Task to complete → Each line with the string "warn" is to be copied from the records below.

Start of Information supplied

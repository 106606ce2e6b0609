//! Headshot Bounce entry point
//!
//! On the web: wires the simulation to the about page DOM and runs the frame
//! loop. Natively: runs a headless demo and prints the final bodies.

#[cfg(target_arch = "wasm32")]
use wasm_bindgen::prelude::*;

#[cfg(target_arch = "wasm32")]
mod wasm_about {
    use std::cell::RefCell;
    use std::collections::HashMap;
    use std::rc::Rc;

    use glam::Vec2;
    use wasm_bindgen::prelude::*;
    use web_sys::{Document, Element, HtmlElement, HtmlImageElement, MouseEvent};

    use headshot_bounce::Settings;
    use headshot_bounce::sim::{
        Anchor, BodyHandle, Deflections, Obstacle, ObstacleId, Rect, SimState, StepInput, Transform,
        step,
    };

    /// Clicks inside these never spawn a body
    const SPAWN_EXCLUDE: &str = "a, .contact-social, .social-icon, .contact-item";
    /// The custom cursor hides over these
    const CURSOR_HIDE: &str = ".contact-item, .social-icon, .contact-social";

    /// About page instance holding all state
    struct About {
        state: SimState,
        deflections: Deflections,
        container: HtmlElement,
        /// Doubles as the anchor and the sprite template
        headshot: HtmlImageElement,
        words: Vec<HtmlElement>,
        sprites: HashMap<BodyHandle, HtmlElement>,
    }

    impl About {
        fn anchor(&self) -> Anchor {
            Anchor::new(
                Vec2::new(
                    self.headshot.offset_left() as f32,
                    self.headshot.offset_top() as f32,
                ),
                Vec2::new(self.headshot.width() as f32, self.headshot.height() as f32),
            )
        }

        /// Word rectangles in container space, as currently laid out
        fn obstacles(&self) -> Vec<Obstacle> {
            let origin = self.container.get_bounding_client_rect();
            self.words
                .iter()
                .enumerate()
                .map(|(i, word)| {
                    let r = word.get_bounding_client_rect();
                    Obstacle {
                        id: ObstacleId(i as u32),
                        rect: Rect::from_edges(
                            (r.left() - origin.left()) as f32,
                            (r.top() - origin.top()) as f32,
                            (r.right() - origin.left()) as f32,
                            (r.bottom() - origin.top()) as f32,
                        ),
                    }
                })
                .collect()
        }

        fn spawn_at(&mut self, client_x: f32, client_y: f32) {
            let origin = self.container.get_bounding_client_rect();
            let click = Vec2::new(
                client_x - origin.left() as f32,
                client_y - origin.top() as f32,
            );
            let Some(sprite) = self.make_sprite() else {
                log::warn!("Could not clone headshot, skipping spawn");
                return;
            };

            // The image may have finished loading or been resized since startup
            let template = self.template();
            if template == Vec2::ZERO {
                log::debug!("Headshot has no size yet, spawning a zero-size body");
            }
            self.state.template = template;
            let handle = self.state.spawn(click - template * 0.5);
            if let Some(body) = self.state.body(handle) {
                place_sprite(&sprite, &body.transform());
            }
            self.sprites.insert(handle, sprite);

            for evicted in self.state.take_evicted() {
                if let Some(el) = self.sprites.remove(&evicted) {
                    el.remove();
                }
            }
        }

        /// Current rendered size of the headshot
        fn template(&self) -> Vec2 {
            Vec2::new(self.headshot.width() as f32, self.headshot.height() as f32)
        }

        fn make_sprite(&self) -> Option<HtmlElement> {
            let sprite = self
                .headshot
                .clone_node_with_deep(true)
                .ok()?
                .dyn_into::<HtmlElement>()
                .ok()?;
            let _ = sprite.style().set_property("position", "absolute");
            self.container.append_child(&sprite).ok()?;
            Some(sprite)
        }

        /// Step once and push the results into the DOM
        fn frame(&mut self) {
            let obstacles = self.obstacles();
            let input = StepInput {
                bounds: Vec2::new(
                    self.container.client_width() as f32,
                    self.container.client_height() as f32,
                ),
                anchor: self.anchor(),
                obstacles: &obstacles,
            };
            let reports = step(&mut self.state, &input);

            for report in &reports {
                if let Some(sprite) = self.sprites.get(&report.handle) {
                    place_sprite(sprite, &report.transform);
                }
            }

            for id in self.deflections.apply(&reports) {
                let Some(word) = self.words.get(id.0 as usize) else {
                    continue;
                };
                let transform = if self.deflections.is_displaced(id) {
                    let offset = self.deflections.offset(id);
                    format!("translate({}px, {}px)", offset.x, offset.y)
                } else {
                    String::new()
                };
                let _ = word.style().set_property("transform", &transform);
            }
        }
    }

    fn place_sprite(sprite: &HtmlElement, transform: &Transform) {
        let style = sprite.style();
        let _ = style.set_property("left", &format!("{}px", transform.pos.x));
        let _ = style.set_property("top", &format!("{}px", transform.pos.y));
        let _ = style.set_property("transform", &format!("rotate({}deg)", transform.rotation));
    }

    /// Replace a paragraph's text with one span per word
    fn split_words(document: &Document, paragraph: &Element) -> Vec<HtmlElement> {
        let text = paragraph.text_content().unwrap_or_default();
        paragraph.set_inner_html("");

        let mut words = Vec::new();
        for (i, word) in text.split_whitespace().enumerate() {
            if i > 0 {
                let _ = paragraph.append_child(&document.create_text_node(" "));
            }
            let Some(span) = document
                .create_element("span")
                .ok()
                .and_then(|el| el.dyn_into::<HtmlElement>().ok())
            else {
                continue;
            };
            span.set_class_name("floating-word");
            span.set_text_content(Some(word));
            if paragraph.append_child(&span).is_ok() {
                words.push(span);
            }
        }
        words
    }

    fn event_target_matches(event: &MouseEvent, selectors: &str) -> bool {
        event
            .target()
            .and_then(|t| t.dyn_into::<Element>().ok())
            .and_then(|el| el.closest(selectors).ok().flatten())
            .is_some()
    }

    pub fn run() {
        console_error_panic_hook::set_once();
        let _ = console_log::init_with_level(log::Level::Info);

        let Some(document) = web_sys::window().and_then(|w| w.document()) else {
            log::error!("No document available");
            return;
        };
        let Some(container) = document
            .query_selector(".about-container")
            .ok()
            .flatten()
            .and_then(|el| el.dyn_into::<HtmlElement>().ok())
        else {
            log::warn!("No .about-container on this page, nothing to do");
            return;
        };
        let Some(headshot) = container
            .query_selector("img")
            .ok()
            .flatten()
            .and_then(|el| el.dyn_into::<HtmlImageElement>().ok())
        else {
            log::warn!("About container has no headshot image");
            return;
        };

        let words = match container.query_selector("p").ok().flatten() {
            Some(paragraph) => split_words(&document, &paragraph),
            None => Vec::new(),
        };

        // Pin the headshot where the layout put it
        let style = headshot.style();
        let left = headshot.offset_left();
        let top = headshot.offset_top();
        let _ = style.set_property("position", "absolute");
        let _ = style.set_property("left", &format!("{}px", left));
        let _ = style.set_property("top", &format!("{}px", top));

        let settings = Settings::load();

        let seed = js_sys::Date::now() as u64;
        let template = Vec2::new(headshot.width() as f32, headshot.height() as f32);
        let about = About {
            state: SimState::from_settings(seed, template, &settings),
            deflections: Deflections::new(),
            container: container.clone(),
            headshot,
            words,
            sprites: HashMap::new(),
        };
        log::info!(
            "About page ready: {} words, seed {}, template {}x{}",
            about.words.len(),
            seed,
            template.x,
            template.y
        );

        let about = Rc::new(RefCell::new(about));
        setup_spawn_handler(&container, about.clone());
        if settings.custom_cursor {
            setup_cursor(&document, &container);
        }
        request_animation_frame(about);
    }

    fn setup_spawn_handler(container: &HtmlElement, about: Rc<RefCell<About>>) {
        let closure = Closure::<dyn FnMut(_)>::new(move |event: MouseEvent| {
            if event_target_matches(&event, SPAWN_EXCLUDE) {
                return;
            }
            about
                .borrow_mut()
                .spawn_at(event.client_x() as f32, event.client_y() as f32);
        });
        let _ = container
            .add_event_listener_with_callback("mousedown", closure.as_ref().unchecked_ref());
        closure.forget();
    }

    fn setup_cursor(document: &Document, container: &HtmlElement) {
        let Some(cursor) = document
            .create_element("div")
            .ok()
            .and_then(|el| el.dyn_into::<HtmlElement>().ok())
        else {
            return;
        };
        cursor.set_class_name("about-cursor");
        if let Some(body) = document.body() {
            let _ = body.append_child(&cursor);
        }

        // Follow the pointer, hide over interactive bits
        {
            let cursor = cursor.clone();
            let closure = Closure::<dyn FnMut(_)>::new(move |event: MouseEvent| {
                let style = cursor.style();
                let _ = style.set_property("left", &format!("{}px", event.client_x()));
                let _ = style.set_property("top", &format!("{}px", event.client_y()));
                let hidden = event_target_matches(&event, CURSOR_HIDE);
                let _ = style.set_property("opacity", if hidden { "0" } else { "1" });
            });
            let _ = container
                .add_event_listener_with_callback("mousemove", closure.as_ref().unchecked_ref());
            closure.forget();
        }

        for (kind, opacity) in [("mouseenter", "1"), ("mouseleave", "0")] {
            let cursor = cursor.clone();
            let closure = Closure::<dyn FnMut(_)>::new(move |_event: MouseEvent| {
                let _ = cursor.style().set_property("opacity", opacity);
            });
            let _ =
                container.add_event_listener_with_callback(kind, closure.as_ref().unchecked_ref());
            closure.forget();
        }
    }

    fn request_animation_frame(about: Rc<RefCell<About>>) {
        let Some(window) = web_sys::window() else {
            return;
        };
        let closure = Closure::once(move |_time: f64| {
            about.borrow_mut().frame();
            request_animation_frame(about);
        });
        let _ = window.request_animation_frame(closure.as_ref().unchecked_ref());
        closure.forget();
    }
}

#[cfg(target_arch = "wasm32")]
#[wasm_bindgen(start)]
pub fn wasm_main() {
    wasm_about::run();
}

#[cfg(not(target_arch = "wasm32"))]
fn main() {
    use headshot_bounce::Settings;

    env_logger::init();
    log::info!("Headshot Bounce (native) starting...");
    log::info!("Native mode runs a headless demo - use `trunk serve` for the about page");

    let settings = match std::env::args_os().nth(1) {
        Some(path) => Settings::load_from_path(std::path::Path::new(&path)),
        None => Settings::default(),
    };
    run_demo(&settings);
}

#[cfg(target_arch = "wasm32")]
fn main() {
    // WASM entry point is wasm_main, this is just to satisfy the compiler
}

/// Drop a few headshots into a 960x540 container and let them settle
#[cfg(not(target_arch = "wasm32"))]
fn run_demo(settings: &headshot_bounce::Settings) {
    use glam::Vec2;
    use headshot_bounce::sim::{
        Anchor, Deflections, Obstacle, ObstacleId, Rect, SimState, StepInput, step,
    };

    const FRAMES: u32 = 600;
    let bounds = Vec2::new(960.0, 540.0);
    let template = Vec2::new(80.0, 80.0);
    let anchor = Anchor::new(Vec2::new(440.0, 140.0), template);

    if let Ok(json) = settings.to_json() {
        log::debug!("Effective settings: {}", json);
    }

    let mut state = SimState::from_settings(0x00B0_0B1E, template, settings);
    let mut deflections = Deflections::new();

    // A line of text along the bottom third
    let obstacles: Vec<Obstacle> = (0..12)
        .map(|i| Obstacle {
            id: ObstacleId(i),
            rect: Rect::new(40.0 + 72.0 * i as f32, 380.0, 60.0, 18.0),
        })
        .collect();

    // Includes a coincident pair and one dropped right on the anchor
    for pos in [
        Vec2::new(100.0, 50.0),
        Vec2::new(100.0, 50.0),
        anchor.pos,
        Vec2::new(800.0, 60.0),
    ] {
        state.spawn(pos);
    }

    for frame in 0..FRAMES {
        if frame > 0 && frame % 60 == 0 && frame <= 300 {
            state.spawn(Vec2::new(120.0 + frame as f32 * 2.0, 40.0));
        }
        let input = StepInput {
            bounds,
            anchor,
            obstacles: &obstacles,
        };
        let reports = step(&mut state, &input);
        let changed = deflections.apply(&reports);
        if !changed.is_empty() {
            log::debug!("Frame {}: {} words moved", frame, changed.len());
        }
    }

    let resting = state
        .bodies
        .iter()
        .filter(|b| {
            let floor = bounds.y - b.height() - state.tuning.edge_margin;
            (b.pos.y - floor).abs() < 1e-3 && b.vel.y.abs() < 1.0
        })
        .count();
    log::info!(
        "After {} frames: {} bodies, {} resting on the floor, {} words displaced",
        FRAMES,
        state.bodies.len(),
        resting,
        deflections.len()
    );

    match serde_json::to_string_pretty(&state.bodies) {
        Ok(json) => println!("{}", json),
        Err(e) => log::error!("Failed to serialize bodies: {}", e),
    }
}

End of Information supplied

Solution for this problem →
                log::warn!("Could not clone headshot, skipping spawn");
            log::warn!("No .about-container on this page, nothing to do");
            log::warn!("About container has no headshot image");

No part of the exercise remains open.